Другая половина мира - Ахманов Михаил Сергеевич (мир книг txt) 📗
– Положим, ты не ссорился с арсоланской госпожой, но спорил. Спорить не возбраняется, ибо в Книге Повседневного так и сказано: спорьте! Спорьте, не хватаясь за оружие; спорьте, не проливая крови; спорьте, но приходите к согласию. Нож твой чист, – Сидри покосился на клинок Дженнака с бирюзовой рукоятью, – значит, первый из заветов ты исполнил. Но к какому согласию пришел?
– Женщину надо приводить не к согласию, а к повиновению, – возразил Грхаб, жонглируя острым клинком. – И лучший способ торчит вот здесь! – Он поскреб визу живота и перебросил нож Хомде. Тот, видать, понял сказанное: заревел, как медведь, согнулся от смеха, приняв клинок не на палец, а всей ладонью.
– Женщина – бить, – произнес он, облизывая кровь с ладони. – Больше бить, больше слушаться. Бить не палкой, ремнем; палка ломать кости, женщина стать некрасивый.
– Тоже способ, Хардар меня раздери, – согласился Грхаб. – Хомда хоть и дикарь, а в женщинах толк понимает.

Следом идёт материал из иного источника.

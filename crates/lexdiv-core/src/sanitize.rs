//! Input sanitizing.
//!
//! Replaces ASCII control characters with spaces and drops code units that
//! cannot be represented as text. Raw host input arrives as bytes in UTF-8 or
//! BOM-marked UTF-16; [`decode_text`] turns it into a string and
//! [`sanitize_with`] applies the character-level cleanup.
//!
//! All functions here are total: they never fail and never panic.

use serde::{Deserialize, Serialize};

/// How surrogate-range code units are treated.
#[derive(Debug, Clone, Copy, Default, PartialEq, Eq, Deserialize, Serialize)]
#[serde(rename_all = "kebab-case")]
#[cfg_attr(feature = "clap", derive(clap::ValueEnum))]
pub enum SurrogatePolicy {
    /// Drop only code units that do not decode (lone surrogates, invalid
    /// UTF-8). Characters outside the Basic Multilingual Plane survive.
    #[default]
    StripUnpaired,
    /// Drop every surrogate-range code unit, including both halves of valid
    /// pairs. Every character above U+FFFF is removed.
    StripAll,
}

impl SurrogatePolicy {
    /// Returns the policy name as used in configuration files.
    pub const fn as_str(&self) -> &'static str {
        match self {
            Self::StripUnpaired => "strip-unpaired",
            Self::StripAll => "strip-all",
        }
    }
}

impl std::fmt::Display for SurrogatePolicy {
    fn fmt(&self, f: &mut std::fmt::Formatter<'_>) -> std::fmt::Result {
        f.write_str(self.as_str())
    }
}

/// Sanitize text with the default [`SurrogatePolicy`].
pub fn sanitize(text: &str) -> String {
    sanitize_with(text, SurrogatePolicy::default())
}

/// Sanitize text, replacing ASCII control characters with a space.
///
/// A `&str` never holds unpaired surrogates, so under
/// [`SurrogatePolicy::StripUnpaired`] only control characters change.
#[tracing::instrument(skip(text), fields(text_len = text.len()))]
pub fn sanitize_with(text: &str, policy: SurrogatePolicy) -> String {
    let mut out = String::with_capacity(text.len());
    for ch in text.chars() {
        push_clean(&mut out, ch, policy);
    }
    out
}

/// Decode raw input bytes into text.
///
/// A UTF-16 byte-order mark selects UTF-16 in that byte order; anything else
/// is read as UTF-8 with a leading BOM skipped. Undecodable input (invalid
/// UTF-8 sequences, lone surrogates, a dangling odd byte) is dropped rather
/// than replaced. Control characters are left alone so that line structure
/// survives for later processing (e.g. Markdown parsing).
pub fn decode_text(bytes: &[u8]) -> String {
    match bytes {
        [0xFF, 0xFE, rest @ ..] => decode_utf16(rest, u16::from_le_bytes),
        [0xFE, 0xFF, rest @ ..] => decode_utf16(rest, u16::from_be_bytes),
        [0xEF, 0xBB, 0xBF, rest @ ..] => decode_utf8(rest),
        _ => decode_utf8(bytes),
    }
}

fn decode_utf8(bytes: &[u8]) -> String {
    let mut out = String::with_capacity(bytes.len());
    let mut dropped = 0usize;
    for chunk in bytes.utf8_chunks() {
        out.push_str(chunk.valid());
        dropped += chunk.invalid().len();
    }
    if dropped > 0 {
        tracing::debug!(dropped, "dropped invalid UTF-8 bytes");
    }
    out
}

fn decode_utf16(bytes: &[u8], unit: fn([u8; 2]) -> u16) -> String {
    let pairs = bytes.chunks_exact(2);
    let mut dropped = pairs.remainder().len();
    let units = pairs.map(|pair| unit([pair[0], pair[1]]));

    let mut out = String::with_capacity(bytes.len() / 2);
    for decoded in char::decode_utf16(units) {
        match decoded {
            Ok(ch) => out.push(ch),
            Err(_) => dropped += 1,
        }
    }
    if dropped > 0 {
        tracing::debug!(dropped, "dropped unpaired UTF-16 code units");
    }
    out
}

fn push_clean(out: &mut String, ch: char, policy: SurrogatePolicy) {
    if ch.is_ascii_control() {
        out.push(' ');
    } else if policy == SurrogatePolicy::StripAll && u32::from(ch) > 0xFFFF {
        // Encoded as a surrogate pair in UTF-16; both halves go.
    } else {
        out.push(ch);
    }
}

– Нельзя бить, – сказал Дженнак. – Она большая госпожа, ее отец великий вождь, сахем сахемов, колдун. Разгневается, повелит духам, они съедят печень обидчика, вырвут сердце.
Но переспорить Хомду было нелегко.
– Хо! Твой тоже великий вождь, и твой близко, а отец далеко. Твой делать так: день бить, ночь спать, ласкать. Горький плод, сладкий плод! Понимать?
– Понимать, – пробормотал Дженнак, прикладываясь к кувшину.
Хамда потер рубец на щеке.
– Каймо, – так он звал О’Каймора, – мне сказать: твой не просто великий вождь, твой сын духа! Самого хитрого духа, Одисса; твой дух учить, как делать все: строить шатер, строить пирога, делать железный нож, делать крепкий вода. – Тут Хомда покосился на кувшин с вином. – Женшина тоже дочь духа, этого, – мускулистая рука северянина протянулась к солнцу. – Но твой дух хитрее! Твой дух знать: женщина всегда женщина. Хо, хо! Женщина любить силу! Женщина любить воин, когда воин побеждать! Твой побеждать, женщина с твой не спорить, любить.
– Это верно, – заметил Грхаб, подбрасывая стальное острие. – Дельный совет!
Чоч-Сидри сунулся в книгу и тоже подтвердил:
– Верно! Здесь сказано: истина отбрасывает длинную тень, но лишь умеющий видеть узрит ее. Хомда узрел! Ибо дальше говорится: речи победителя вдвое слаще речей побежденного.
Дикарь, довольный похвалой, расплылся в жутковатой улыбке.
– Так кого же мне победить? – с наигранной озабоченностью произнес Дженнак. – Одна вода кругом… Прыгнуть за борт и сразиться с акулой? И поднести ее челюсть госпоже? Чтобы украсила ею Покой Кецаля?
– Хо! Акула! Не добыча для воин! Добыча для воин – человек! Много человек, много голов! – Но тут, заметив, что миролюбивый жрец хмурится, Хомда торопливо прибавил: – Еще добыча – дух! Злой дух, не тот хитрый, что родить тебя, не тот жаркий, что родить твой женщина, а тот, что поднимать буря, мешать плыть, топить пирога. Твой убить его!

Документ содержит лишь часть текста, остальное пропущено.